- _Input_
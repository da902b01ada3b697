//! groove.toml manifest parsing
//!
//! Batch description of tracks to package, used by the `build` and `check`
//! commands.

use anyhow::{Context, Result};
use groove_format::{CONTAINER_EXT, DEFAULT_CHUNK_SIZE, UNENCRYPTED_VERSION, is_known_version};
use serde::Deserialize;
use std::collections::HashSet;
use std::path::{Path, PathBuf};

use crate::pipeline::CreateOptions;

/// groove.toml manifest structure
#[derive(Debug, Default, Deserialize)]
pub struct GrooveManifest {
    #[serde(default)]
    pub defaults: DefaultsSection,
    #[serde(default)]
    pub tracks: Vec<TrackEntry>,
}

/// Settings applied to every track unless the track overrides them
#[derive(Debug, Deserialize)]
pub struct DefaultsSection {
    /// Samples between seek index entries.
    /// Default: 4096
    #[serde(default = "default_chunk_size")]
    pub chunk_size: u32,

    /// Container version tag (0x0A = unencrypted).
    /// Default: 0x0A
    #[serde(default = "default_version")]
    pub version: i32,

    /// Use the red-variant key of paired-key generations
    #[serde(default)]
    pub red_variant: bool,

    /// Output directory, relative to the manifest
    #[serde(default)]
    pub output_dir: Option<String>,
}

impl Default for DefaultsSection {
    fn default() -> Self {
        Self {
            chunk_size: default_chunk_size(),
            version: default_version(),
            red_variant: false,
            output_dir: None,
        }
    }
}

fn default_chunk_size() -> u32 {
    DEFAULT_CHUNK_SIZE
}

fn default_version() -> i32 {
    UNENCRYPTED_VERSION
}

/// Single track entry
#[derive(Debug, Deserialize)]
pub struct TrackEntry {
    pub id: String,
    pub input: String,

    /// Output file name. Default: `<id>.gsnd`
    #[serde(default)]
    pub output: Option<String>,

    #[serde(default)]
    pub version: Option<i32>,
    #[serde(default)]
    pub red_variant: Option<bool>,
    #[serde(default)]
    pub chunk_size: Option<u32>,
}

impl TrackEntry {
    /// Output file name, relative to the output directory
    pub fn output_name(&self) -> String {
        self.output
            .clone()
            .unwrap_or_else(|| format!("{}.{}", self.id, CONTAINER_EXT))
    }
}

/// A track with paths and options fully resolved
#[derive(Debug, Clone, PartialEq, Eq)]
pub struct ResolvedTrack {
    pub id: String,
    pub input: PathBuf,
    pub output: PathBuf,
    pub options: CreateOptions,
}

impl GrooveManifest {
    /// Load manifest from file
    pub fn load(path: &Path) -> Result<Self> {
        let content = std::fs::read_to_string(path)
            .with_context(|| format!("Failed to read manifest: {}", path.display()))?;
        Self::parse(&content)
    }

    /// Parse manifest from string
    pub fn parse(content: &str) -> Result<Self> {
        toml::from_str(content).context("Failed to parse groove.toml")
    }

    /// Validate manifest fields
    pub fn validate(&self) -> Result<()> {
        check_chunk_size(self.defaults.chunk_size, "defaults")?;
        check_version(self.defaults.version, "defaults")?;

        let mut seen = HashSet::new();
        let mut outputs = HashSet::new();
        for track in &self.tracks {
            if track.id.trim().is_empty() {
                anyhow::bail!("Track with input '{}' has an empty id", track.input);
            }
            if !seen.insert(track.id.as_str()) {
                anyhow::bail!("Duplicate track id '{}' in groove.toml", track.id);
            }
            // Tracks build in parallel; a shared output would be clobbered
            let output = track.output_name();
            if !outputs.insert(output.clone()) {
                anyhow::bail!(
                    "Track '{}' writes to '{}', which another track already uses",
                    track.id,
                    output
                );
            }
            if track.input.trim().is_empty() {
                anyhow::bail!("Track '{}' has an empty input path", track.id);
            }
            if let Some(chunk_size) = track.chunk_size {
                check_chunk_size(chunk_size, &track.id)?;
            }
            if let Some(version) = track.version {
                check_version(version, &track.id)?;
            }
        }

        if self.tracks.is_empty() {
            tracing::warn!("groove.toml declares no tracks");
        }

        Ok(())
    }

    /// Resolve every track against the manifest directory.
    ///
    /// `output_dir` overrides `[defaults].output_dir`.
    pub fn resolve_tracks(
        &self,
        manifest_dir: &Path,
        output_dir: Option<&Path>,
    ) -> Vec<ResolvedTrack> {
        let out_dir = match (output_dir, &self.defaults.output_dir) {
            (Some(dir), _) => dir.to_path_buf(),
            (None, Some(dir)) => manifest_dir.join(dir),
            (None, None) => manifest_dir.to_path_buf(),
        };

        self.tracks
            .iter()
            .map(|track| ResolvedTrack {
                id: track.id.clone(),
                input: manifest_dir.join(&track.input),
                output: out_dir.join(track.output_name()),
                options: CreateOptions {
                    chunk_size: track.chunk_size.unwrap_or(self.defaults.chunk_size),
                    version: track.version.unwrap_or(self.defaults.version),
                    red_variant: track.red_variant.unwrap_or(self.defaults.red_variant),
                },
            })
            .collect()
    }
}

fn check_chunk_size(chunk_size: u32, owner: &str) -> Result<()> {
    if chunk_size == 0 || chunk_size > i32::MAX as u32 {
        anyhow::bail!(
            "Invalid chunk_size {} for '{}' (must be 1-{})",
            chunk_size,
            owner,
            i32::MAX
        );
    }
    Ok(())
}

fn check_version(version: i32, owner: &str) -> Result<()> {
    if !is_known_version(version) {
        anyhow::bail!(
            "Unknown container version 0x{:02X} for '{}'",
            version,
            owner
        );
    }
    Ok(())
}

- _Your assignment_
Copy out every entry exactly.

- _Solved exercise_
repository da902b01ada3b697
//! groove.toml manifest parsing
//!
//! Batch description of tracks to package, used by the `build` and `check`
//! commands.

use anyhow::{Context, Result};
use groove_format::{CONTAINER_EXT, DEFAULT_CHUNK_SIZE, UNENCRYPTED_VERSION, is_known_version};
use serde::Deserialize;
use std::collections::HashSet;
use std::path::{Path, PathBuf};

use crate::pipeline::CreateOptions;

/// groove.toml manifest structure
#[derive(Debug, Default, Deserialize)]
pub struct GrooveManifest {
    #[serde(default)]
    pub defaults: DefaultsSection,
    #[serde(default)]
    pub tracks: Vec<TrackEntry>,
}

/// Settings applied to every track unless the track overrides them
#[derive(Debug, Deserialize)]
pub struct DefaultsSection {
    /// Samples between seek index entries.
    /// Default: 4096
    #[serde(default = "default_chunk_size")]
    pub chunk_size: u32,

    /// Container version tag (0x0A = unencrypted).
    /// Default: 0x0A
    #[serde(default = "default_version")]
    pub version: i32,

    /// Use the red-variant key of paired-key generations
    #[serde(default)]
    pub red_variant: bool,

    /// Output directory, relative to the manifest
    #[serde(default)]
    pub output_dir: Option<String>,
}

impl Default for DefaultsSection {
    fn default() -> Self {
        Self {
            chunk_size: default_chunk_size(),
            version: default_version(),
            red_variant: false,
            output_dir: None,
        }
    }
}

fn default_chunk_size() -> u32 {
    DEFAULT_CHUNK_SIZE
}

fn default_version() -> i32 {
    UNENCRYPTED_VERSION
}

/// Single track entry
#[derive(Debug, Deserialize)]
pub struct TrackEntry {
    pub id: String,
    pub input: String,

    /// Output file name. Default: `<id>.gsnd`
    #[serde(default)]
    pub output: Option<String>,

    #[serde(default)]
    pub version: Option<i32>,
    #[serde(default)]
    pub red_variant: Option<bool>,
    #[serde(default)]
    pub chunk_size: Option<u32>,
}

impl TrackEntry {
    /// Output file name, relative to the output directory
    pub fn output_name(&self) -> String {
        self.output
            .clone()
            .unwrap_or_else(|| format!("{}.{}", self.id, CONTAINER_EXT))
    }
}

/// A track with paths and options fully resolved
#[derive(Debug, Clone, PartialEq, Eq)]
pub struct ResolvedTrack {
    pub id: String,
    pub input: PathBuf,
    pub output: PathBuf,
    pub options: CreateOptions,
}

impl GrooveManifest {
    /// Load manifest from file
    pub fn load(path: &Path) -> Result<Self> {
        let content = std::fs::read_to_string(path)
            .with_context(|| format!("Failed to read manifest: {}", path.display()))?;
        Self::parse(&content)
    }

    /// Parse manifest from string
    pub fn parse(content: &str) -> Result<Self> {
        toml::from_str(content).context("Failed to parse groove.toml")
    }

    /// Validate manifest fields
    pub fn validate(&self) -> Result<()> {
        check_chunk_size(self.defaults.chunk_size, "defaults")?;
        check_version(self.defaults.version, "defaults")?;

        let mut seen = HashSet::new();
        let mut outputs = HashSet::new();
        for track in &self.tracks {
            if track.id.trim().is_empty() {
                anyhow::bail!("Track with input '{}' has an empty id", track.input);
            }
            if !seen.insert(track.id.as_str()) {
                anyhow::bail!("Duplicate track id '{}' in groove.toml", track.id);
            }
            // Tracks build in parallel; a shared output would be clobbered
            let output = track.output_name();
            if !outputs.insert(output.clone()) {
                anyhow::bail!(
                    "Track '{}' writes to '{}', which another track already uses",
                    track.id,
                    output
                );
            }
            if track.input.trim().is_empty() {
                anyhow::bail!("Track '{}' has an empty input path", track.id);
            }
            if let Some(chunk_size) = track.chunk_size {
                check_chunk_size(chunk_size, &track.id)?;
            }
            if let Some(version) = track.version {
                check_version(version, &track.id)?;
            }
        }

        if self.tracks.is_empty() {
            tracing::warn!("groove.toml declares no tracks");
        }

        Ok(())
    }

    /// Resolve every track against the manifest directory.
    ///
    /// `output_dir` overrides `[defaults].output_dir`.
    pub fn resolve_tracks(
        &self,
        manifest_dir: &Path,
        output_dir: Option<&Path>,
    ) -> Vec<ResolvedTrack> {
        let out_dir = match (output_dir, &self.defaults.output_dir) {
            (Some(dir), _) => dir.to_path_buf(),
            (None, Some(dir)) => manifest_dir.join(dir),
            (None, None) => manifest_dir.to_path_buf(),
        };

        self.tracks
            .iter()
            .map(|track| ResolvedTrack {
                id: track.id.clone(),
                input: manifest_dir.join(&track.input),
                output: out_dir.join(track.output_name()),
                options: CreateOptions {
                    chunk_size: track.chunk_size.unwrap_or(self.defaults.chunk_size),
                    version: track.version.unwrap_or(self.defaults.version),
                    red_variant: track.red_variant.unwrap_or(self.defaults.red_variant),
                },
            })
            .collect()
    }
}

fn check_chunk_size(chunk_size: u32, owner: &str) -> Result<()> {
    if chunk_size == 0 || chunk_size > i32::MAX as u32 {
        anyhow::bail!(
            "Invalid chunk_size {} for '{}' (must be 1-{})",
            chunk_size,
            owner,
            i32::MAX
        );
    }
    Ok(())
}

fn check_version(version: i32, owner: &str) -> Result<()> {
    if !is_known_version(version) {
        anyhow::bail!(
            "Unknown container version 0x{:02X} for '{}'",
            version,
            owner
        );
    }
    Ok(())
}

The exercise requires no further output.